Amid the screams and billowing black smoke, thirteen people were dead. Scores were badly injured. As the air filled with the smell of burned flesh, several witnesses spotted a single hand flung nearly 200m away.

At about the same time the other terrorist attack was launched. Two shoulder-launched surface-to-air missiles (MANPADs) were fired at a Boeing 757 airliner owned by Arkia Airlines as it took off from Moi International Airport, carrying 271 passengers.

The pilot was 90 seconds into his flight at about 3,000 feet, when he felt an unexpected thump. He thought it was the impact of a bird hitting the fuselage of the aircraft. But he quickly realised something far more frightening had happened when crew members reported two white stripes of smoke streaming past the jet’s tail, only 100 metres away. Missiles had narrowly missed his aircraft.

Al Qaeda later claimed responsibility for the attacks. The attacks bore plenty of Al Qaeda’s trademarks: double attacks, synchronised, well-organized and well-coordinated, based on good local surveillance and precision timing, in a part of East Africa where the terrorist organisation has long operated.

Kenya was the site of Al Qaeda’s bloodiest attack before September 11th, 2001: the bombings of the U.S. Embassies in Kenya and Tanzania on 7th August 1998 that killed 224 people and wounded over 5,000.
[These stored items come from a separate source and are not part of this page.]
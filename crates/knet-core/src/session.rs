//! Diagnostic sessions
//!
//! One session drives one target through
//! `Pending -> Injecting -> AwaitingReady -> Streaming -> {Completed | Failed}`:
//! validate the pod, inject a sidecar, wait for it to run, then stream the
//! diagnostic command's output into a capture sink.
//!
//! A session never retries once it is streaming; a lost stream leaves the
//! remote command in an unknown state.

use std::fmt;
use std::future::Future;
use std::path::{Path, PathBuf};
use std::time::Duration;

use serde::Serialize;
use thiserror::Error;
use tokio::io::AsyncWriteExt;
use tokio_util::sync::CancellationToken;
use tracing::{Instrument, debug, error, info, info_span, warn};

use crate::config::Config;
use crate::error::{PollError, SessionError};
use crate::gateway::{ExecRequest, SharedGateway, is_finished, pod_phase};
use crate::patch;
use crate::poll::{PollSchedule, Selector, ephemeral_running, poll};
use crate::retry::{RetryPolicy, with_retry_if};
use crate::sidecar::{SidecarDescriptor, generate_sidecar_name};
use crate::sink::{CaptureSink, SinkFactory};
use crate::stream::{LogLines, RemoteCommand, StreamSummary};
use crate::target::{self, ResolvedTarget, Target};

/// Lifecycle phase of a session.
#[derive(Debug, Clone, Copy, PartialEq, Eq, Hash, Serialize)]
#[serde(rename_all = "snake_case")]
pub enum SessionPhase {
    Pending,
    Injecting,
    AwaitingReady,
    Streaming,
    Completed,
    Failed,
}

impl SessionPhase {
    #[must_use]
    pub const fn is_terminal(self) -> bool {
        matches!(self, Self::Completed | Self::Failed)
    }

    /// Legal successor phases.
    #[must_use]
    pub const fn can_transition_to(self, next: Self) -> bool {
        matches!(
            (self, next),
            (Self::Pending, Self::Injecting | Self::Failed)
                | (Self::Injecting, Self::AwaitingReady | Self::Failed)
                | (Self::AwaitingReady, Self::Streaming | Self::Failed)
                | (Self::Streaming, Self::Completed | Self::Failed)
        )
    }
}

impl fmt::Display for SessionPhase {
    fn fmt(&self, f: &mut fmt::Formatter<'_>) -> fmt::Result {
        let name = match self {
            Self::Pending => "pending",
            Self::Injecting => "injecting",
            Self::AwaitingReady => "awaiting_ready",
            Self::Streaming => "streaming",
            Self::Completed => "completed",
            Self::Failed => "failed",
        };
        f.write_str(name)
    }
}

/// Rejected phase change.
#[derive(Debug, Clone, Copy, PartialEq, Eq, Error)]
#[error("illegal session transition {from} -> {to}")]
pub struct InvalidTransition {
    pub from: SessionPhase,
    pub to: SessionPhase,
}

/// Monotonic phase history. Starts in `Pending`.
#[derive(Debug, Clone, PartialEq, Eq)]
pub struct PhaseTracker {
    history: Vec<SessionPhase>,
}

impl Default for PhaseTracker {
    fn default() -> Self {
        Self::new()
    }
}

impl PhaseTracker {
    #[must_use]
    pub fn new() -> Self {
        Self {
            history: vec![SessionPhase::Pending],
        }
    }

    #[must_use]
    pub fn current(&self) -> SessionPhase {
        self.history
            .last()
            .copied()
            .unwrap_or(SessionPhase::Pending)
    }

    #[must_use]
    pub fn history(&self) -> &[SessionPhase] {
        &self.history
    }

    pub fn advance(&mut self, next: SessionPhase) -> Result<(), InvalidTransition> {
        let from = self.current();
        if !from.can_transition_to(next) {
            return Err(InvalidTransition { from, to: next });
        }
        self.history.push(next);
        Ok(())
    }
}

/// Outcome of one session. Produced exactly once per target.
#[derive(Debug)]
pub struct SessionReport {
    pub target: Target,
    /// Injected sidecar name, when the session got that far
    pub sidecar: Option<String>,
    pub resolved: Option<ResolvedTarget>,
    pub phases: Vec<SessionPhase>,
    pub error: Option<SessionError>,
    /// Capture bytes written to the sink
    pub bytes: u64,
    pub stopped_by_operator: bool,
    pub artifact: Option<PathBuf>,
}

impl SessionReport {
    fn new(target: Target) -> Self {
        Self {
            target,
            sidecar: None,
            resolved: None,
            phases: vec![SessionPhase::Pending],
            error: None,
            bytes: 0,
            stopped_by_operator: false,
            artifact: None,
        }
    }

    /// Report for a session task that died before reporting.
    #[must_use]
    pub fn aborted(target: Target, reason: impl Into<String>) -> Self {
        let mut report = Self::new(target);
        report.phases.push(SessionPhase::Failed);
        report.error = Some(SessionError::Aborted(reason.into()));
        report
    }

    #[must_use]
    pub fn final_phase(&self) -> SessionPhase {
        self.phases.last().copied().unwrap_or(SessionPhase::Pending)
    }

    #[must_use]
    pub fn is_completed(&self) -> bool {
        self.final_phase() == SessionPhase::Completed
    }

    /// Capture file worth merging: completed, non-empty, on disk.
    #[must_use]
    pub fn mergeable_artifact(&self) -> Option<&Path> {
        if self.is_completed() && self.bytes > 0 {
            self.artifact.as_deref()
        } else {
            None
        }
    }
}

/// Knobs shared by every session of a run.
#[derive(Debug, Clone)]
pub struct SessionSettings {
    pub image: String,
    pub sidecar_lifetime: Duration,
    /// Diagnostic command exec'ed in the sidecar
    pub command: Vec<String>,
    pub retry: RetryPolicy,
    pub ready: PollSchedule,
}

impl SessionSettings {
    #[must_use]
    pub fn from_config(config: &Config) -> Self {
        Self {
            image: config.capture.image.clone(),
            sidecar_lifetime: Duration::from_secs(config.capture.sidecar_lifetime_secs),
            command: config.capture.capture_command(),
            retry: RetryPolicy::patch_conflict(config.session.patch_attempts),
            ready: PollSchedule::new(
                config.session.ready_interval(),
                config.session.ready_timeout(),
            ),
        }
    }
}

struct SessionState {
    tracker: PhaseTracker,
    report: SessionReport,
}

impl SessionState {
    fn enter(&mut self, next: SessionPhase) {
        match self.tracker.advance(next) {
            Ok(()) => info!(phase = %next, "Session phase"),
            Err(e) => error!(error = %e, "Session phase change rejected"),
        }
    }
}

async fn or_cancel<F: Future>(cancel: &CancellationToken, fut: F) -> Result<F::Output, SessionError> {
    tokio::select! {
        biased;
        () = cancel.cancelled() => Err(SessionError::Cancelled),
        out = fut => Ok(out),
    }
}

/// Runs sessions against the shared gateway.
#[derive(Clone)]
pub struct SessionLauncher {
    gateway: SharedGateway,
    settings: SessionSettings,
}

impl SessionLauncher {
    #[must_use]
    pub fn new(gateway: SharedGateway, settings: SessionSettings) -> Self {
        Self { gateway, settings }
    }

    #[must_use]
    pub fn settings(&self) -> &SessionSettings {
        &self.settings
    }

    /// Drive one target to a terminal phase.
    pub async fn run(
        &self,
        target: Target,
        sinks: &dyn SinkFactory,
        cancel: &CancellationToken,
    ) -> SessionReport {
        let sidecar = generate_sidecar_name();
        let span = info_span!(
            "session",
            namespace = %target.namespace,
            pod = %target.pod,
            sidecar = %sidecar,
        );
        self.run_named(target, sidecar, sinks, cancel)
            .instrument(span)
            .await
    }

    async fn run_named(
        &self,
        target: Target,
        sidecar: String,
        sinks: &dyn SinkFactory,
        cancel: &CancellationToken,
    ) -> SessionReport {
        let mut state = SessionState {
            tracker: PhaseTracker::new(),
            report: SessionReport::new(target),
        };

        match self.drive(&mut state, &sidecar, sinks, cancel).await {
            Ok(summary) => {
                state.report.bytes = summary.bytes;
                state.report.stopped_by_operator = summary.stopped_by_operator;
                state.enter(SessionPhase::Completed);
                info!(
                    bytes = summary.bytes,
                    stopped_by_operator = summary.stopped_by_operator,
                    "Session completed"
                );
            }
            Err(e) => {
                warn!(error = %e, phase = %state.tracker.current(), "Session failed");
                state.enter(SessionPhase::Failed);
                state.report.error = Some(e);
            }
        }

        state.report.phases = state.tracker.history().to_vec();
        state.report
    }

    async fn drive(
        &self,
        state: &mut SessionState,
        sidecar: &str,
        sinks: &dyn SinkFactory,
        cancel: &CancellationToken,
    ) -> Result<StreamSummary, SessionError> {
        let target = state.report.target.clone();

        let pod = or_cancel(cancel, self.gateway.get(&target.namespace, &target.pod)).await??;
        let resolved = target::resolve(&pod, &target)?;
        debug!(
            container = %resolved.container,
            node = ?resolved.node_name,
            runtime = ?resolved.runtime,
            "Target resolved"
        );
        state.report.resolved = Some(resolved.clone());

        state.enter(SessionPhase::Injecting);
        self.inject(&resolved, sidecar, cancel).await?;
        state.report.sidecar = Some(sidecar.to_string());

        state.enter(SessionPhase::AwaitingReady);
        poll(
            &*self.gateway,
            &Selector::name(&resolved.namespace, &resolved.pod),
            &ephemeral_running(sidecar),
            self.settings.ready,
            cancel,
        )
        .await
        .map_err(|e| match e {
            PollError::Cancelled { .. } => SessionError::Cancelled,
            other => SessionError::Readiness(other),
        })?;

        state.enter(SessionPhase::Streaming);
        let Ok(opened) = or_cancel(cancel, sinks.open(&target)).await else {
            return Ok(StreamSummary {
                bytes: 0,
                stopped_by_operator: true,
            });
        };
        let mut sink = opened.map_err(|e| SessionError::Sink(e.to_string()))?;
        state.report.artifact = sink.artifact().map(Path::to_path_buf);

        let request = ExecRequest::capture(
            &resolved.namespace,
            &resolved.pod,
            sidecar,
            self.settings.command.clone(),
        );
        let streamed = self.stream(&request, &mut sink, cancel).await;
        let stopped = matches!(&streamed, Ok(s) if s.stopped_by_operator);
        let closed = sink.finish(stopped).await;

        let summary = streamed?;
        closed.map_err(|e| SessionError::Sink(e.to_string()))?;
        Ok(summary)
    }

    async fn inject(
        &self,
        resolved: &ResolvedTarget,
        sidecar: &str,
        cancel: &CancellationToken,
    ) -> Result<(), SessionError> {
        let descriptor = SidecarDescriptor::new(
            sidecar,
            &self.settings.image,
            &resolved.container,
            self.settings.sidecar_lifetime,
        );
        let gateway = &*self.gateway;
        let descriptor = &descriptor;

        let outcome = with_retry_if(
            &self.settings.retry,
            cancel,
            |e: &SessionError| matches!(e, SessionError::Gateway(g) if g.is_conflict()),
            |attempt| async move {
                debug!(attempt, "Injecting sidecar");
                let attempt_once = async {
                    // Always patch against the current pod.
                    let pod = gateway.get(&resolved.namespace, &resolved.pod).await?;
                    if is_finished(&pod) {
                        return Err(SessionError::TerminalState {
                            pod: resolved.pod.clone(),
                            phase: pod_phase(&pod).unwrap_or("Unknown").to_string(),
                        });
                    }
                    let patch = patch::generate(&pod, descriptor)?;
                    gateway
                        .patch_ephemeral(&resolved.namespace, &resolved.pod, &patch.bytes)
                        .await?;
                    Ok::<(), SessionError>(())
                };
                or_cancel(cancel, attempt_once).await?
            },
        )
        .await;

        if outcome.cancelled {
            return Err(SessionError::Cancelled);
        }
        outcome.result
    }

    async fn stream(
        &self,
        request: &ExecRequest,
        sink: &mut CaptureSink,
        cancel: &CancellationToken,
    ) -> Result<StreamSummary, SessionError> {
        let Ok(opened) = or_cancel(cancel, self.gateway.open_exec(request)).await else {
            return Ok(StreamSummary {
                bytes: 0,
                stopped_by_operator: true,
            });
        };
        let remote = RemoteCommand::from(opened?);
        let mut stderr = LogLines::new(request.container.clone());
        let summary = remote.pump(sink.writer(), &mut stderr, cancel).await?;
        let _ = stderr.shutdown().await;
        Ok(summary)
    }
}
//! Merge finalizer
//!
//! Combines the per-target capture files of a multi-target run into one
//! artifact with an external utility (`mergecap -w <out> <in...>`).

use std::ffi::OsString;
use std::path::{Path, PathBuf};
use std::process::Stdio;

use async_trait::async_trait;
use tokio::process::Command;
use tracing::{debug, info};

use crate::config::MergeConfig;
use crate::error::MergeError;

/// Combines capture artifacts into one.
#[async_trait]
pub trait ArtifactMerger: Send + Sync {
    /// Merge `inputs`; returns the combined artifact's path.
    async fn merge(&self, inputs: &[PathBuf]) -> Result<PathBuf, MergeError>;
}

/// Runs an external merge tool.
#[derive(Debug, Clone)]
pub struct MergeTool {
    tool: String,
    output: PathBuf,
}

impl MergeTool {
    #[must_use]
    pub fn new(tool: impl Into<String>, output: impl Into<PathBuf>) -> Self {
        Self {
            tool: tool.into(),
            output: output.into(),
        }
    }

    #[must_use]
    pub fn from_config(config: &MergeConfig) -> Self {
        Self::new(config.tool.clone(), config.output.clone())
    }

    #[must_use]
    pub fn output(&self) -> &Path {
        &self.output
    }

    /// Arguments passed to the tool.
    #[must_use]
    pub fn args(&self, inputs: &[PathBuf]) -> Vec<OsString> {
        let mut args = vec![OsString::from("-w"), self.output.clone().into_os_string()];
        args.extend(inputs.iter().map(|p| p.clone().into_os_string()));
        args
    }
}

#[async_trait]
impl ArtifactMerger for MergeTool {
    async fn merge(&self, inputs: &[PathBuf]) -> Result<PathBuf, MergeError> {
        if inputs.is_empty() {
            return Err(MergeError::NoInputs);
        }
        debug!(tool = %self.tool, inputs = inputs.len(), output = %self.output.display(), "Merging captures");

        let output = Command::new(&self.tool)
            .args(self.args(inputs))
            .stdin(Stdio::null())
            .stdout(Stdio::null())
            .stderr(Stdio::piped())
            .output()
            .await
            .map_err(|source| MergeError::Spawn {
                tool: self.tool.clone(),
                source,
            })?;

        if !output.status.success() {
            return Err(MergeError::Failed {
                tool: self.tool.clone(),
                code: output.status.code(),
                stderr: String::from_utf8_lossy(&output.stderr).trim().to_string(),
            });
        }

        info!(output = %self.output.display(), inputs = inputs.len(), "Captures merged");
        Ok(self.output.clone())
    }
}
The most worrying aspect of the Mombasa attacks was that terrorists fired a MANPADS at a commercial airliner. Terrorists demonstrated that they are able and ready to shoot down vulnerable civilian planes anywhere as they take off or land, when a heat-seeking missile can lock onto a plane’s engine. The Mombasa attackers used an antiquated Soviet-era SA-7 Strela that missed only because of equipment malfunction or operator error.

But modern shoulder-fired missiles circulate around the world’s weapons black markets, where they often sell for a few thousand dollars each. Some military planes are equipped with automatic anti-MANPADS systems, but no commercial airline – with the possible exception of Israel’s El Al – has been willing to spend the estimated $3 million per plane that it would take to protect its aircraft. Some security experts have warned that such systems need to be put on civilian airliners in view of the MANPADS threat.